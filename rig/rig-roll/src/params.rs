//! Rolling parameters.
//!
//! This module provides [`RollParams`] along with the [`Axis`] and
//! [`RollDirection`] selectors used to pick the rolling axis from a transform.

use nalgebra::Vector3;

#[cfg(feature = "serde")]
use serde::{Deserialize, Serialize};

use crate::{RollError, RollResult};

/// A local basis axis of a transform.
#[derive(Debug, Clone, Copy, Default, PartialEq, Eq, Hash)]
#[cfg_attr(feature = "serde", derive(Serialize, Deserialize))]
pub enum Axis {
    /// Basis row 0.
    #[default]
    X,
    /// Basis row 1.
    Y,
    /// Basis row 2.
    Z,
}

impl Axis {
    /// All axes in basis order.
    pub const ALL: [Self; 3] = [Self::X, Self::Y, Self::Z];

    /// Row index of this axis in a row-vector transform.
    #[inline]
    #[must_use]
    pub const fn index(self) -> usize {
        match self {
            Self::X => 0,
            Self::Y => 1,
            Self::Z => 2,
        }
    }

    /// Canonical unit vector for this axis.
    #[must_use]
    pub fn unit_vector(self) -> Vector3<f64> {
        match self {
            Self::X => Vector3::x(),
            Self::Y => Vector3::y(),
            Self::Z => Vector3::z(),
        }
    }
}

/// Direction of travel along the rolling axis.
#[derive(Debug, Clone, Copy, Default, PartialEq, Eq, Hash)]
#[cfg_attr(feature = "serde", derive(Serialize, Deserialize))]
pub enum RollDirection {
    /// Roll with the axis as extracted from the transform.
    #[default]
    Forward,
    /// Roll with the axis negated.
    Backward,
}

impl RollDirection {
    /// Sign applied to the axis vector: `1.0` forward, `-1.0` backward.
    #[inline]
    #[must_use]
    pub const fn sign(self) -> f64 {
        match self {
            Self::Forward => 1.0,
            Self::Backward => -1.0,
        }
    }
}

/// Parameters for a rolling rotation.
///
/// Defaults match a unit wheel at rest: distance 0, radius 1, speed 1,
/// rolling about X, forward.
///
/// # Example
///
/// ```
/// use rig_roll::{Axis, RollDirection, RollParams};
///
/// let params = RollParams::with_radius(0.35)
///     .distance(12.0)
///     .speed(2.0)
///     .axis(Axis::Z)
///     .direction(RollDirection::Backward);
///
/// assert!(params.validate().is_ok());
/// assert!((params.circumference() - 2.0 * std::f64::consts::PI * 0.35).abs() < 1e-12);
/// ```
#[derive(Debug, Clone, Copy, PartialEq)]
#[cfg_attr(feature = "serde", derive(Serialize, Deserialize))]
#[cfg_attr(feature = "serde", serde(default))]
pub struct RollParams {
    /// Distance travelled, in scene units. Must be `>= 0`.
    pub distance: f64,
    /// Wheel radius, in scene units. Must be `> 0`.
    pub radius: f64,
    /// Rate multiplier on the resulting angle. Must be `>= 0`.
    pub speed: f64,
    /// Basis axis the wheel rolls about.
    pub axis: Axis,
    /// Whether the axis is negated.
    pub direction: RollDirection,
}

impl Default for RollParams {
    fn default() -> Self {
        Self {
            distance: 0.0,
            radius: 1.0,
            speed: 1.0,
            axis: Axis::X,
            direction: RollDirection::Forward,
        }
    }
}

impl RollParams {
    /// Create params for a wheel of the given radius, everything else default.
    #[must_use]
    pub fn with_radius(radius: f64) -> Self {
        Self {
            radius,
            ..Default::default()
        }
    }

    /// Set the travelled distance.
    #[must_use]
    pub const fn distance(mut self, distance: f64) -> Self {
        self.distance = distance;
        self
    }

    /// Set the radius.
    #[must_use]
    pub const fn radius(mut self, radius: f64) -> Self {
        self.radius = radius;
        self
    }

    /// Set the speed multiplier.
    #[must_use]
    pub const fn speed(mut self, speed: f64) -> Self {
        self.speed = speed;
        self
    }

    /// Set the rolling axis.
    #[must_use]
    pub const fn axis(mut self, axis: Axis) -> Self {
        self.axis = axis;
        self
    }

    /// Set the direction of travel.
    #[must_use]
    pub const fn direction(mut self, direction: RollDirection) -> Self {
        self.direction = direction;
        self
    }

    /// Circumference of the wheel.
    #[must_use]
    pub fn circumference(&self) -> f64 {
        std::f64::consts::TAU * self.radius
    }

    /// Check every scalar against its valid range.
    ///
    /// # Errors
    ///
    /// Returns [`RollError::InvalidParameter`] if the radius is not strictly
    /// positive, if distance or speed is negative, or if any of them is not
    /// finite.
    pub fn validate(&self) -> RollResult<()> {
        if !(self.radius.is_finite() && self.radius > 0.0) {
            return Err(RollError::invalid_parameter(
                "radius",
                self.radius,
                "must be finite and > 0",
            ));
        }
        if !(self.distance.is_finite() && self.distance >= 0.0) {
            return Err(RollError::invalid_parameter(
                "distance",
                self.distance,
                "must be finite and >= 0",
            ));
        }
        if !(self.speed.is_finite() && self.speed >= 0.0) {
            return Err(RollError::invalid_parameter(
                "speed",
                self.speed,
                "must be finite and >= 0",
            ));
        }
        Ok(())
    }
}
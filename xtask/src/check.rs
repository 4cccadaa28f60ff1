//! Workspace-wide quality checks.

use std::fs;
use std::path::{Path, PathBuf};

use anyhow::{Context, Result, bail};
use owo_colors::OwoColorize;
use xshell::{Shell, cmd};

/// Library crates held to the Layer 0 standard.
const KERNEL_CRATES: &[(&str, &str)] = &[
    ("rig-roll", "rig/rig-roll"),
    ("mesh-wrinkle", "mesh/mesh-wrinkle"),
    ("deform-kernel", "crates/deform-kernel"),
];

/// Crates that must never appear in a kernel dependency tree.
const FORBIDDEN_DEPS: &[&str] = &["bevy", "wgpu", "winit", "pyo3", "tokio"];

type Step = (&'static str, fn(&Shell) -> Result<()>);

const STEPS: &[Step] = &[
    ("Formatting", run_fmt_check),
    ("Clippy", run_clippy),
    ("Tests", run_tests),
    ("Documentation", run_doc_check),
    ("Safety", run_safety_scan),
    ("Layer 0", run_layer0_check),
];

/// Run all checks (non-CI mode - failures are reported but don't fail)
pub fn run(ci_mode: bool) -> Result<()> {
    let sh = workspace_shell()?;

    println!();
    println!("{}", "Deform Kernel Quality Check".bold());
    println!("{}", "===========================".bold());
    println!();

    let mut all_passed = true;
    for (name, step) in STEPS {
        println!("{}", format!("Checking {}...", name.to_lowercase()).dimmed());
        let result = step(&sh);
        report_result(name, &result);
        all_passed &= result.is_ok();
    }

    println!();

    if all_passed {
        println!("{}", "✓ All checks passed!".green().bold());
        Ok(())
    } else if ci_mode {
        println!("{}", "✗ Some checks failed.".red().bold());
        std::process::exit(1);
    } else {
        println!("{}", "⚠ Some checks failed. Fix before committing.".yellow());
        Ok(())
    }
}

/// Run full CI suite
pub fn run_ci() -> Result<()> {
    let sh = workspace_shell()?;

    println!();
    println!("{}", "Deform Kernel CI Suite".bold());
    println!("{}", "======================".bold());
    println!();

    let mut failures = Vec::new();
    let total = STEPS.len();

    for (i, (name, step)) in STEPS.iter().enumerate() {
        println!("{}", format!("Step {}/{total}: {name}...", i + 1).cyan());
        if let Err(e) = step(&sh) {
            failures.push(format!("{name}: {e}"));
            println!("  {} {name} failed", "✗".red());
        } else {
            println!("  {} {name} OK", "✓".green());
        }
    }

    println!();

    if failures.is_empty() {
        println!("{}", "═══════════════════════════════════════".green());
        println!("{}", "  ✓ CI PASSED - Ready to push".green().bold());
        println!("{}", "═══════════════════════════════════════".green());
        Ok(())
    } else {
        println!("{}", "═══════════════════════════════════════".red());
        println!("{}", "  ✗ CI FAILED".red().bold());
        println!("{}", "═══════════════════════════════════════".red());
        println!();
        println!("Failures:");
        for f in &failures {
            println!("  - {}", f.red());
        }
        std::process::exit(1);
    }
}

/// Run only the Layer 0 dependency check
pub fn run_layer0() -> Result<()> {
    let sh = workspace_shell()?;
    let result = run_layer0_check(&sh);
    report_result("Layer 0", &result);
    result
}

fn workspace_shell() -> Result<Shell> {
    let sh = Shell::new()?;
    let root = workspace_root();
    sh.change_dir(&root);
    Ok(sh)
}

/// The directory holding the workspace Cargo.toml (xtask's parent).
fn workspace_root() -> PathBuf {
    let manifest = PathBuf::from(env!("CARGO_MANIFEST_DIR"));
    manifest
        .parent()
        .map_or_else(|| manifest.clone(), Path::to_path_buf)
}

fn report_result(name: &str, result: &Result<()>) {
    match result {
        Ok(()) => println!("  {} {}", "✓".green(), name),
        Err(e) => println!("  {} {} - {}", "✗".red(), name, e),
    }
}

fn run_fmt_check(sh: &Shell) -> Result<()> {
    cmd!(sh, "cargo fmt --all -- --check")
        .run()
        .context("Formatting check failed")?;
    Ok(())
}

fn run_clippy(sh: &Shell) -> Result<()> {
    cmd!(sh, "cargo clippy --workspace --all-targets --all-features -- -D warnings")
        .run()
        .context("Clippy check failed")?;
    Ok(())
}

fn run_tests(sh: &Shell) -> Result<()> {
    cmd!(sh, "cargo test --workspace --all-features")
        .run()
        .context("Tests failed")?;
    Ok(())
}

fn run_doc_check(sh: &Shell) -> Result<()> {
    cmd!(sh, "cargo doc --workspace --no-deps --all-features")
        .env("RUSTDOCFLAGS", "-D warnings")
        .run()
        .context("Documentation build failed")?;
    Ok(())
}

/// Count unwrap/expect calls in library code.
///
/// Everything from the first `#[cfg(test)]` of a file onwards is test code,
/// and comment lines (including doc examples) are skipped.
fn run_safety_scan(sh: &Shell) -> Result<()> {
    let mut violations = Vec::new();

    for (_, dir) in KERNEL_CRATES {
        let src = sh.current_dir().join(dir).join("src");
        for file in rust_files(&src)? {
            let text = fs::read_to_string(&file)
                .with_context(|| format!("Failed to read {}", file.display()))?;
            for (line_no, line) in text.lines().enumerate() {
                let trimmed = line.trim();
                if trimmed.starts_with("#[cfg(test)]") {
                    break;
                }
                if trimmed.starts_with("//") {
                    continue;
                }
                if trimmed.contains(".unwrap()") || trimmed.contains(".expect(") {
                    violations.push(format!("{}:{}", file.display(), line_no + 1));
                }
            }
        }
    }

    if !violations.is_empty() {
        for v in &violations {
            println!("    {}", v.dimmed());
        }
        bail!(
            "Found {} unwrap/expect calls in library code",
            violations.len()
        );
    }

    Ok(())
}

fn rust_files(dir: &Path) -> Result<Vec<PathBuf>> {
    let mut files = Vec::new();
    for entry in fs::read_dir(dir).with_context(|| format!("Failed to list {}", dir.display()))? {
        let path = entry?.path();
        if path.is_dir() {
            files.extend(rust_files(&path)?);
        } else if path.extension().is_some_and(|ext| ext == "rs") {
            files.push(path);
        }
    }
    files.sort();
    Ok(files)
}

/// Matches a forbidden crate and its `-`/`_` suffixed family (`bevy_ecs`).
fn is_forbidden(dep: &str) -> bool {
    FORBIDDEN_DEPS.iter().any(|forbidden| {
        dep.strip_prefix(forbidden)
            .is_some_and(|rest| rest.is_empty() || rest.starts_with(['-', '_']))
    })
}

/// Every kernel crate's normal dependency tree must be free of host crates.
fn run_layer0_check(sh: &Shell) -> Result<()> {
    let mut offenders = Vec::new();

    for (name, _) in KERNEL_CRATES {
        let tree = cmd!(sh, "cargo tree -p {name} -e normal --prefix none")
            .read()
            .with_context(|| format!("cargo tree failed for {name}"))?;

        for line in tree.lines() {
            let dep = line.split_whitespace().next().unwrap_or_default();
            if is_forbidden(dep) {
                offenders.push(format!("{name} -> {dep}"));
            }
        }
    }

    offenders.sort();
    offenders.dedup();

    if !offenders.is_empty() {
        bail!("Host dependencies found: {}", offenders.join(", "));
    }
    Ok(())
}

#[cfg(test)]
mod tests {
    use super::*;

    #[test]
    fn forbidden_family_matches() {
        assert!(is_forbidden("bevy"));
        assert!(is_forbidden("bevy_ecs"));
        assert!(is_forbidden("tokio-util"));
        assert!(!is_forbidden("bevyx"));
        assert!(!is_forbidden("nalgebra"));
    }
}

--

§ WHAT TO PRODUCE: Each line from the first line of the listing through the line with "of a transform." must be output exactly, both ends included, and no other line may appear.

§ SOLUTION:
filename rig/rig-roll/src/params.rs
//! Rolling parameters.
//!
//! This module provides [`RollParams`] along with the [`Axis`] and
//! [`RollDirection`] selectors used to pick the rolling axis from a transform.

use nalgebra::Vector3;

#[cfg(feature = "serde")]
use serde::{Deserialize, Serialize};

use crate::{RollError, RollResult};

/// A local basis axis of a transform.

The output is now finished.